PARIS’s DRIVING RESTRICTION
Paris also tried this method of reducing the air pollution, but only for a certain period. These methods were the temporary measures when pollution went beyond a critical level. The recent such restriction was put just for a day in the month of March 2015 and had been put twice before.
What can be observed from the above models is that though they had, in some situations, bore sweet fruits but were on the huge costs, which compelled the respective governments to change its policy and switch to other method of achieving the required goal i.e. reduction of air pollution. Since the above models are based on the condition and requirement of the respective country/city, it would be prudent to analyze, in the following heads, few peripheral challenges which the Indian capital may face during implementation of such kind of policy.
There are peripherally 5 issues which shall be kept in mind during the implementation of this restriction/regulation, namely:
- Medical reasons.
The critics question the policy on the situation when there is a medical emergency on odd day and such emergency vehicle had even number plate.
- Woman protection issues.
The policy is also questioned on the women related issues. Take for instance, a situation where a woman who uses her registered even number vehicle and does the late night shifts, on odd days how her protection shall be maintained during night shifts. She will have to resort public transport which at least at present is not so safe alternative.
- Issues relating to differently abled people.
Suppose some differently-abled person owns one registered vehicle which he/she uses for his/her transportation. How he/she shall manage himself/herself when such policy comes into force.
- Issues relating to school kids and their parents.
The issue concerning school kids are that there are students who do not use school transport facility and are totally dependent on their private vehicles. The management of this issue is also of prime importance.
- Commercial vehicle issues.
There are huge number of commercial vehicle drivers who drive their private vehicle to earn their bread and butter on day-to-day basis. This policy will make them to not to use their registered odd numbered vehicle on the even day, for instance. This will not only result in the reduction on number of taxis available, which may act as an alternative to private vehicle, but might also hamper the daily earning of poor drivers who are totally dependent on everyday earnings.

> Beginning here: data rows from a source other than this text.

use anyhow::{Context, Result};
use std::fs;
use std::path::{Path, PathBuf};
use walkdir::WalkDir;

// @module: File and directory utilities

// @struct: File operations utility
pub struct FileManager;

impl FileManager {
    // @checks: File existence
    pub fn file_exists<P: AsRef<Path>>(path: P) -> bool {
        path.as_ref().exists() && path.as_ref().is_file()
    }

    // @checks: Directory existence
    pub fn dir_exists<P: AsRef<Path>>(path: P) -> bool {
        path.as_ref().exists() && path.as_ref().is_dir()
    }

    // @creates: Directory and parents if needed
    pub fn ensure_dir<P: AsRef<Path>>(path: P) -> Result<()> {
        let path = path.as_ref();
        if !path.exists() {
            fs::create_dir_all(path)?;
        }
        Ok(())
    }

    // @generates: Output path mirroring the segment list's grouping folder
    // @params: track_file, output_root, group
    pub fn generate_output_path<P1: AsRef<Path>, P2: AsRef<Path>>(
        track_file: P1,
        output_root: P2,
        group: &str,
    ) -> PathBuf {
        let filename = track_file
            .as_ref()
            .file_name()
            .map(|name| name.to_os_string())
            .unwrap_or_default();

        output_root.as_ref().join(group).join(filename)
    }

    /// Find files with a specific extension in a directory
    pub fn find_files<P: AsRef<Path>>(dir: P, extension: &str) -> Result<Vec<PathBuf>> {
        let mut result = Vec::new();
        let normalized_ext = if extension.starts_with('.') {
            extension.to_string()
        } else {
            format!(".{}", extension)
        };

        for entry in WalkDir::new(dir.as_ref()).follow_links(true) {
            let entry = entry.context("Failed to read directory entry")?;
            let path = entry.path();

            if path.is_file() {
                if let Some(ext) = path.extension() {
                    if ext.to_string_lossy().eq_ignore_ascii_case(&normalized_ext[1..]) {
                        result.push(path.to_path_buf());
                    }
                }
            }
        }

        result.sort();
        Ok(result)
    }

    /// Read a file to a string
    pub fn read_to_string<P: AsRef<Path>>(path: P) -> Result<String> {
        fs::read_to_string(&path)
            .with_context(|| format!("Failed to read file: {:?}", path.as_ref()))
    }

    /// Write a string to a file
    pub fn write_to_file<P: AsRef<Path>>(path: P, content: &str) -> Result<()> {
        // Ensure the parent directory exists
        if let Some(parent) = path.as_ref().parent() {
            Self::ensure_dir(parent)?;
        }

        fs::write(&path, content)
            .with_context(|| format!("Failed to write to file: {:?}", path.as_ref()))?;

        Ok(())
    }
}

It should be noted that the government of Delhi has so far not issued any rules or set guidelines regarding this policy, instead it just had declared its intention to bring such rules from January 1st, 2016. Delhi being world’s second largest populated capital city in the world after Tokyo and to check whether a city with such population will be able to manage its affairs or not, government had proposed that the said rules/regulation will be an emergency measure and shall be working for few days i.e. for 15 days only.
The critics have already started criticizing the policy and now everybody’s eye is on 25th of this month when government will bring out its drafted policy on the issue. Government has already created a three member committee for dealing with the challenges and everybody is hoping for a successful implementation because if this does not happen, then the city may turn chaotic and in the light of the scenario of increasing pollution, it will be important to look for some other alternative.